The meeting took note of the significant progress Islamabad made on the entire action plan, the FATF said.
“Pakistan has made progress across all action plan items and has now largely addressed 24 of the 27 action items,” it said.
“As all action plan deadlines have expired, the FATF strongly urges Pakistan to swiftly complete its full action plan before June 2021.”
Pakistan’s stay on the grey list has cost it nearly $38 billion, according to a local thinktank, Tabadlab. The losses were driven by cuts in investment, exports, trade and spending.
The FATF put Pakistan on it grey list in 2008 only to be removed the same year. The country was again put on the list in 2012 and stayed there until 2015.
The FATF once again placed Pakistan on the list in 2018. It has since been on the list.
Industries and Production Minister Hammad Azhar said Pakistan has completed almost 90% of its FATF action plan. The FATF rated 24 out of 27 items as “largely addressed” and the remaining three items as “partially addressed”, he said.
“FATF has acknowledged Pakistan’s high-level political commitment since 2018 that led to significant progress,” Azhar said on Twitter.
He said the FATF members noted that Pakistan is subject to perhaps the most challenging and comprehensive action plan ever given to any country.
“We are also subject to dual evaluation processes of FATF with differing time lines,” the minister said. “I would like to commend the hard work done by dedicated teams in multiple government departments at federal and provincial tiers.”
Azhar said he would hold a press briefing in this regard at 11:30am on Friday.
The FATF is an inter-governmental body that combats threats to international financial system. A potential downgrade to the FATF blacklist has serious implications for Pakistan.
Being on the blacklist means the country’s banking system will be regarded as one with poor controls over Anti-Money Laundering (AML) and Countering Financing of Terrorism (CFT).
FATF doesn’t impose any sanctions directly, but its guidelines are taken seriously by global financial institutions. This means overseas Pakistanis who send remittances to Pakistan will be subject to more scrutiny. The traders who deal in imports and exports will suffer because they have to make and receive payments with the help of international banks that may either increase the cost for Pakistani banks or simply not do business with them.
The implications for the economy as a whole can be far more serious. Being placed on FATF’s blacklist can affect capital inflows and lower investment to Pakistan, thus hurting the ongoing IMF programme. Raising funds from global capital markets will be difficult, which will undermine the country’s ability to pay foreign debt.
In February 2020, the FATF expressed concerns over “Pakistan’s failure to complete its action plan in line with the agreed timelines and in light of the Terrorist Financing risks emanating from the jurisdiction,” it said in a report.

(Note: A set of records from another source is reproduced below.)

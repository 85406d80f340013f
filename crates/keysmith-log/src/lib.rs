// ABOUTME: Shared logging setup for keysmith binaries
// ABOUTME: Two functions: init() for verbose stderr, init_for() for crate-filtered stderr

use tracing_subscriber::EnvFilter;

/// Standard logging to stderr. Default: INFO level, RUST_LOG override.
/// Used when the user asks for verbose output.
pub fn init() {
    tracing_subscriber::fmt()
        .with_env_filter(EnvFilter::from_default_env().add_directive(tracing::Level::INFO.into()))
        .with_writer(std::io::stderr)
        .init();
}

/// Crate-filtered logging to stderr. Default: INFO for named crate, WARN for everything else.
/// Keeps dependency chatter out of normal command output.
pub fn init_for(crate_name: &str) {
    tracing_subscriber::fmt()
        .with_env_filter(crate_filter(crate_name))
        .with_writer(std::io::stderr)
        .init();
}

fn crate_filter(crate_name: &str) -> EnvFilter {
    let directive = format!("{crate_name}=info");
    EnvFilter::from_default_env()
        .add_directive(tracing::Level::WARN.into())
        .add_directive(
            directive
                .parse()
                .unwrap_or_else(|_| tracing::Level::INFO.into()),
        )
}

#[cfg(test)]
mod tests {
    #[test]
    fn exports_init() {
        let _ = super::init as fn();
    }

    #[test]
    fn exports_init_for() {
        let _ = super::init_for as fn(&str);
    }

    #[test]
    fn crate_filter_mentions_crate() {
        let filter = super::crate_filter("keysmith_ssh");
        assert!(filter.to_string().contains("keysmith_ssh=info"));
    }
}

The global watchdog for illicit financial activities had put Pakistan on its grey list in June 2018 because of weaknesses in the country’s AML and CFT regimes.
The grey list refers to countries or jurisdictions under increased monitoring because of strategic AML and CFT deficiencies. After being placed on the grey list, Pakistan had developed an action plan with the FATF to address those deficiencies, but fell short of targets.
The deadline was initially June 2020. But it was first extended to September 2020 and then to February 2021. It has now been extended until June 2021.